We asked each of the Stones to choose a song from the band's impressive catalog to discuss. Today, we begin with Keith Richards and his pick: "Street Fighting Man."
For the 1968 track, Richards recorded an acoustic guitar through a cassette machine, naturally overloading the audio of the equipment with distortion.
"So you had this very electric sound, but at the same time, you had that curious and beautiful ring that only an acoustic guitar can give you," Richards tells NPR's Melissa Block. "It was just a bizarre way of making a record. And everybody, of course, is looking at me like I'm nuts. You know, I'm in the middle of this enormous studio with a little cassette machine and bowing before it with an acoustic guitar, and they go, 'What the hell is he doing? We'll humor him.' "
Sitars And Toy Drums
Just as crucial to Richards' unconventional cassette recording was Charlie Watts' equally unconventional drum kit.
"[Watts was] the only one at the time who got what I was going for," Richards says. "He actually brought along a little practice drum kit that fits in a little briefcase. Basically, you opened up the briefcase and there was a little cymbal and a tambourine and a pair of sticks. Charlie stuck with me on this track. I'm the rhythm player. I'm not a virtuoso soloist or anything like that. To work together with the drummer, that's my joy. This record, to me, is one of the examples of what can happen when two cats believe in each other."
Then there's the late Brian Jones, buzzing and droning through the track on sitar and tamboura.
"Brian was a master of picking up the weirdest instruments that happened to be around," Richards says. "Other records — he was playing bells. He was amazing at being able to master, at least for a certain song, a sound or an instrument that had nothing to do with guitars or anything. He was a great experimenter, Brian Jones. He threw a lot of flavors into a lot of our records that wouldn't have occurred to any of the rest of us."
'Still Working On Them'
"Street Fighting Man" was banned by some U.S. stations. It was called "subversive," but Richards says it wasn't meant to be provocative.
"I wanted the [sings] to sound like a French police siren," he says. "That was the year that all that stuff was going on in Paris and in London. There were all these riots that the generation that I belonged to, for better or worse, was starting to get antsy. You could count on somebody in America to find something offensive about something — you still can. Bless their hearts. I love America for that very reason."

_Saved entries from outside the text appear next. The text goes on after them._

//! Configuration values.
//!
//! Everything here is plain data: it can be loaded from TOML, copied and
//! handed to a constructor. Spatially varying behaviour comes from
//! combining a [`FieldRange`] with a height map at construction time.

use std::path::Path;

use glam::Vec2;
use serde::{Deserialize, Serialize};

use crate::{
    error::{Error, Result},
    field::{HeightMap, ScalarField},
    geometry::Area,
};

/// A `{min, max}` pair mapped over a height map: `min` where the map is 0,
/// `max` where it is 1. `min` may exceed `max` to invert the relation.
#[derive(Clone, Copy, Debug, PartialEq, Serialize, Deserialize)]
pub struct FieldRange {
    pub min: f32,
    pub max: f32,
}

impl FieldRange {
    pub const fn new(min: f32, max: f32) -> Self {
        Self { min, max }
    }

    pub const fn constant(value: f32) -> Self {
        Self::new(value, value)
    }

    pub fn field(&self, height_map: &HeightMap) -> ScalarField {
        if self.min == self.max {
            ScalarField::Constant(self.min)
        } else {
            ScalarField::mapped(height_map, self.min, self.max)
        }
    }
}

/// Which tips a leaf pulls on.
#[derive(Clone, Copy, Debug, Default, PartialEq, Eq, Serialize, Deserialize)]
#[serde(rename_all = "kebab-case")]
pub enum GrowthMode {
    /// Only the closest eligible tip.
    #[default]
    Open,
    /// Every tip in the leaf's relative neighbourhood; tips that reached a
    /// leaf stay in the index without growing.
    Closed,
    /// Like [`GrowthMode::Closed`], but reached tips are dropped from the
    /// index instead of being kept.
    BrokenClosed,
}

/// How many children a segment may have.
///
/// In TOML: `max_children = { limited = 2 }` or `max_children = "unlimited"`.
#[derive(Clone, Copy, Debug, PartialEq, Eq, Serialize, Deserialize)]
#[serde(rename_all = "kebab-case")]
pub enum ChildLimit {
    Limited(usize),
    Unlimited,
}

impl ChildLimit {
    /// The limit as used by the growth graph, `None` for unlimited.
    pub fn max(self) -> Option<usize> {
        match self {
            Self::Limited(max) => Some(max),
            Self::Unlimited => None,
        }
    }
}

impl From<Option<usize>> for ChildLimit {
    fn from(max: Option<usize>) -> Self {
        max.map_or(Self::Unlimited, Self::Limited)
    }
}

#[derive(Clone, Copy, Debug, PartialEq, Serialize, Deserialize)]
#[serde(default)]
pub struct GrowthConfig {
    /// Steps the host runs before starting a new graph.
    pub max_steps: u32,
    pub mode: GrowthMode,
    pub max_children: ChildLimit,
    /// Closed modes: reached tips at or above this depth keep growing.
    pub min_depth: u32,

    pub min_distance: FieldRange,
    pub max_distance: FieldRange,
    pub dynamics: FieldRange,
    pub step_size: FieldRange,
    pub random_deviation: FieldRange,
}

impl Default for GrowthConfig {
    fn default() -> Self {
        Self {
            max_steps: 280,
            mode: GrowthMode::Open,
            max_children: ChildLimit::Limited(2),
            min_depth: 1,
            min_distance: FieldRange::new(5.0, 50.0),
            max_distance: FieldRange::new(50.0, 140.0),
            dynamics: FieldRange::new(1.0, 0.4),
            step_size: FieldRange::new(1.5, 8.0),
            random_deviation: FieldRange::new(0.2, 0.5),
        }
    }
}

/// Distance-dependent pull of the growth direction towards a moving point.
///
/// The pull strength is `map_linear(clamp(d, min_range, max_range),
/// min_range, max_range, min, max) ^ pow` where `d` is the distance from
/// the growing tip to `point`. Without a `point` there is no pull.
#[derive(Clone, Copy, Debug, PartialEq, Serialize, Deserialize)]
#[serde(default)]
pub struct Gravity {
    pub pow: f32,
    pub min: f32,
    pub max: f32,
    pub min_range: f32,
    pub max_range: f32,
    #[serde(skip)]
    pub point: Option<Vec2>,
}

impl Default for Gravity {
    fn default() -> Self {
        Self {
            pow: 1.0,
            min: 0.7,
            max: 1.1,
            min_range: 1.0,
            max_range: 500.0,
            point: None,
        }
    }
}

#[derive(Clone, Copy, Debug, PartialEq, Serialize, Deserialize)]
#[serde(default)]
pub struct AttractorConfig {
    pub speed: f32,
    pub max_force: f32,
    pub max_speed: f32,
    /// Within this distance of its target the steering force falls off.
    pub falloff_from: f32,
    pub falloff: f32,
    pub friction: f32,

    // Wandering, used by the host while nothing steers the attractor.
    pub noise_frequency: f32,
    pub noise_speed: f32,
    pub noise_amount: f32,
    pub gravity_amount: f32,
    pub gravity_falloff: f32,
}

impl Default for AttractorConfig {
    fn default() -> Self {
        Self {
            speed: 500.0,
            max_force: 2000.0,
            max_speed: 500.0,
            falloff_from: 100.0,
            falloff: 2.0,
            friction: 1.0,
            noise_frequency: 0.01,
            noise_speed: 0.0001,
            noise_amount: 400.0,
            gravity_amount: 0.04,
            gravity_falloff: 0.5,
        }
    }
}

#[derive(Clone, Copy, Debug, PartialEq, Serialize, Deserialize)]
pub struct SamplerConfig {
    pub area: Area,
    pub tries: u32,
    pub min_radius: f32,
    pub max_radius: f32,
    pub initial_spawner: Option<Vec2>,
}

impl SamplerConfig {
    pub fn new(area: Area, tries: u32) -> Self {
        Self {
            area,
            tries,
            min_radius: 0.0,
            max_radius: 1.0,
            initial_spawner: None,
        }
    }
}

/// Leaf sampling parameters of a preset; the area is decided by the host.
#[derive(Clone, Copy, Debug, PartialEq, Serialize, Deserialize)]
#[serde(default)]
pub struct LeavesConfig {
    pub count: usize,
    pub tries: u32,
    pub min_radius: f32,
    pub max_radius: f32,
    /// Fraction of the smaller canvas side used as the radius of the
    /// circular leaf region; 0 uses the whole canvas.
    pub circle_radius: f32,
}

impl Default for LeavesConfig {
    fn default() -> Self {
        Self {
            count: 10_000,
            tries: 8,
            min_radius: 5.0,
            max_radius: 160.0,
            circle_radius: 0.5,
        }
    }
}

impl LeavesConfig {
    pub fn sampler(&self, area: Area, initial_spawner: Option<Vec2>) -> SamplerConfig {
        SamplerConfig {
            area,
            tries: self.tries,
            min_radius: self.min_radius,
            max_radius: self.max_radius,
            initial_spawner,
        }
    }
}

/// Coherent-noise height map shape: `noise(p * frequency) ^ pow`, drifting
/// along y at `speed` units per second.
#[derive(Clone, Copy, Debug, PartialEq, Serialize, Deserialize)]
#[serde(default)]
pub struct HeightMapConfig {
    pub frequency: f32,
    pub pow: f32,
    pub speed: f32,
}

impl Default for HeightMapConfig {
    fn default() -> Self {
        Self {
            frequency: 0.01,
            pow: 2.3,
            speed: 3.0,
        }
    }
}

/// Stroke widths used by the host, in world units.
#[derive(Clone, Copy, Debug, PartialEq, Serialize, Deserialize)]
#[serde(default)]
pub struct RendererConfig {
    pub min_thickness: f32,
    pub max_thickness: f32,
    /// Fraction of its parent's thickness a new segment loses.
    pub thickness_delta: f32,
}

impl Default for RendererConfig {
    fn default() -> Self {
        Self {
            min_thickness: 1.0,
            max_thickness: 130.0,
            thickness_delta: 0.2,
        }
    }
}

/// A complete preset.
#[derive(Clone, Copy, Debug, Default, PartialEq, Serialize, Deserialize)]
#[serde(default)]
pub struct Settings {
    pub height_map: HeightMapConfig,
    pub leaves: LeavesConfig,
    pub growth: GrowthConfig,
    pub gravity: Gravity,
    pub attractor: AttractorConfig,
    pub renderer: RendererConfig,
}

impl Settings {
    /// Parses and validates a TOML preset. Missing keys take their default.
    pub fn from_toml_str(s: &str) -> Result<Self> {
        let settings: Settings = toml::from_str(s)?;
        settings.validate()?;
        Ok(settings)
    }

    pub fn load(path: impl AsRef<Path>) -> Result<Self> {
        let path = path.as_ref();
        let contents = std::fs::read_to_string(path).map_err(|source| Error::Io {
            path: path.to_path_buf(),
            source,
        })?;
        Self::from_toml_str(&contents)
    }

    pub fn validate(&self) -> Result<()> {
        fn check(ok: bool, what: &str) -> Result<()> {
            if ok {
                Ok(())
            } else {
                Err(Error::InvalidConfig(what.to_owned()))
            }
        }

        let l = &self.leaves;
        check(l.tries > 0, "leaves.tries must be positive")?;
        check(l.min_radius >= 0.0, "leaves.min_radius must not be negative")?;
        check(l.max_radius > 0.0, "leaves.max_radius must be positive")?;
        check(
            l.min_radius <= l.max_radius,
            "leaves.min_radius must not exceed leaves.max_radius",
        )?;
        check(
            (0.0..=0.5).contains(&l.circle_radius),
            "leaves.circle_radius must be within [0, 0.5]",
        )?;

        let g = &self.growth;
        check(g.max_children != ChildLimit::Limited(0), "growth.max_children must be positive")?;
        for (range, name) in [
            (g.min_distance, "growth.min_distance"),
            (g.max_distance, "growth.max_distance"),
            (g.step_size, "growth.step_size"),
            (g.random_deviation, "growth.random_deviation"),
        ] {
            check(range.min >= 0.0 && range.max >= 0.0, &format!("{name} must not be negative"))?;
        }

        let gr = &self.gravity;
        check(
            gr.min_range <= gr.max_range,
            "gravity.min_range must not exceed gravity.max_range",
        )?;

        let a = &self.attractor;
        check(a.max_force >= 0.0, "attractor.max_force must not be negative")?;
        check(a.max_speed >= 0.0, "attractor.max_speed must not be negative")?;

        let r = &self.renderer;
        check(
            0.0 <= r.min_thickness && r.min_thickness <= r.max_thickness,
            "renderer.min_thickness must be within [0, renderer.max_thickness]",
        )?;
        check(
            (0.0..=1.0).contains(&r.thickness_delta),
            "renderer.thickness_delta must be within [0, 1]",
        )?;

        check(self.height_map.frequency > 0.0, "height_map.frequency must be positive")?;
        Ok(())
    }
}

Richards says he has no doubt that "Street Fighting Man" will be a part of the upcoming Rolling Stones tour, likening that song and other Stones hits — "Jumping Jack Flash" and "Brown Sugar" — to the expensive sports cars from Maserati and Ferrari. ("You had the chassis," he says, "and now you remodel the body.")
"They're always interesting to play. You're not playing the same thing ever with songs like that. There's no de rigueur — sorry, I've just got back from Paris; I'm trying to get rid of my French," Richards says, laughing. "These riffs were built to last a lifetime, and I'm still working on them, you know?"